The records Start Marker

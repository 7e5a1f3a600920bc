use crate::chess::{Board, Color};
use derive_more::Display;

/// The state of a game of Atomic Chess.
///
/// Once the game leaves [`GameState::InProgress`] it never returns.
#[derive(Debug, Display, Default, Copy, Clone, Eq, PartialEq, Hash)]
#[cfg_attr(test, derive(test_strategy::Arbitrary))]
pub enum GameState {
    #[default]
    #[display(fmt = "in progress")]
    InProgress,

    #[display(fmt = "white won by destroying the black king")]
    WhiteWon,

    #[display(fmt = "black won by destroying the white king")]
    BlackWon,

    #[display(fmt = "draw by mutual destruction")]
    Draw,
}

impl GameState {
    /// Assesses the state of the game from the kings left on the [`Board`].
    pub fn assess(board: &Board) -> Self {
        match (board.king(Color::White), board.king(Color::Black)) {
            (Some(_), Some(_)) => GameState::InProgress,
            (Some(_), None) => GameState::WhiteWon,
            (None, Some(_)) => GameState::BlackWon,
            (None, None) => GameState::Draw,
        }
    }

    /// Whether the game has ended.
    pub fn is_over(&self) -> bool {
        *self != GameState::InProgress
    }

    /// The winning side, if any.
    pub fn winner(&self) -> Option<Color> {
        match self {
            GameState::WhiteWon => Some(Color::White),
            GameState::BlackWon => Some(Color::Black),
            GameState::InProgress | GameState::Draw => None,
        }
    }
}

#[cfg(test)]
mod tests {
    use super::*;
    use crate::chess::{Piece, Role, Square};
    use test_strategy::proptest;

    #[test]
    fn game_starts_in_progress() {
        assert_eq!(GameState::default(), GameState::InProgress);
        assert_eq!(GameState::assess(&Board::default()), GameState::InProgress);
    }

    #[proptest]
    fn game_is_over_unless_in_progress(s: GameState) {
        assert_eq!(s.is_over(), s != GameState::InProgress);
    }

    #[proptest]
    fn only_finished_games_have_winners(s: GameState) {
        if s.winner().is_some() {
            assert!(s.is_over());
        }
    }

    #[proptest]
    fn side_left_with_a_king_wins(b: Board, c: Color) {
        let mut b = b;
        for sq in b.by_piece(Piece(!c, Role::King)) {
            b.set(sq, None);
        }

        if b.king(c).is_some() {
            assert_eq!(GameState::assess(&b).winner(), Some(c));
        }
    }

    #[test]
    fn game_is_drawn_if_both_kings_are_gone() {
        let mut b = Board::default();
        b.set(Square::E1, None);
        b.set(Square::E8, None);
        assert_eq!(GameState::assess(&b), GameState::Draw);
    }
}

The records End Marker

(What the exercise asks)
Would you restate all of the material, word for word?

(Exercise solution)
repository 7e5a1f3a600920bc
use crate::chess::{Board, Color};
use derive_more::Display;

/// The state of a game of Atomic Chess.
///
/// Once the game leaves [`GameState::InProgress`] it never returns.
#[derive(Debug, Display, Default, Copy, Clone, Eq, PartialEq, Hash)]
#[cfg_attr(test, derive(test_strategy::Arbitrary))]
pub enum GameState {
    #[default]
    #[display(fmt = "in progress")]
    InProgress,

    #[display(fmt = "white won by destroying the black king")]
    WhiteWon,

    #[display(fmt = "black won by destroying the white king")]
    BlackWon,

    #[display(fmt = "draw by mutual destruction")]
    Draw,
}

impl GameState {
    /// Assesses the state of the game from the kings left on the [`Board`].
    pub fn assess(board: &Board) -> Self {
        match (board.king(Color::White), board.king(Color::Black)) {
            (Some(_), Some(_)) => GameState::InProgress,
            (Some(_), None) => GameState::WhiteWon,
            (None, Some(_)) => GameState::BlackWon,
            (None, None) => GameState::Draw,
        }
    }

    /// Whether the game has ended.
    pub fn is_over(&self) -> bool {
        *self != GameState::InProgress
    }

    /// The winning side, if any.
    pub fn winner(&self) -> Option<Color> {
        match self {
            GameState::WhiteWon => Some(Color::White),
            GameState::BlackWon => Some(Color::Black),
            GameState::InProgress | GameState::Draw => None,
        }
    }
}

#[cfg(test)]
mod tests {
    use super::*;
    use crate::chess::{Piece, Role, Square};
    use test_strategy::proptest;

    #[test]
    fn game_starts_in_progress() {
        assert_eq!(GameState::default(), GameState::InProgress);
        assert_eq!(GameState::assess(&Board::default()), GameState::InProgress);
    }

    #[proptest]
    fn game_is_over_unless_in_progress(s: GameState) {
        assert_eq!(s.is_over(), s != GameState::InProgress);
    }

    #[proptest]
    fn only_finished_games_have_winners(s: GameState) {
        if s.winner().is_some() {
            assert!(s.is_over());
        }
    }

    #[proptest]
    fn side_left_with_a_king_wins(b: Board, c: Color) {
        let mut b = b;
        for sq in b.by_piece(Piece(!c, Role::King)) {
            b.set(sq, None);
        }

        if b.king(c).is_some() {
            assert_eq!(GameState::assess(&b).winner(), Some(c));
        }
    }

    #[test]
    fn game_is_drawn_if_both_kings_are_gone() {
        let mut b = Board::default();
        b.set(Square::E1, None);
        b.set(Square::E8, None);
        assert_eq!(GameState::assess(&b), GameState::Draw);
    }
}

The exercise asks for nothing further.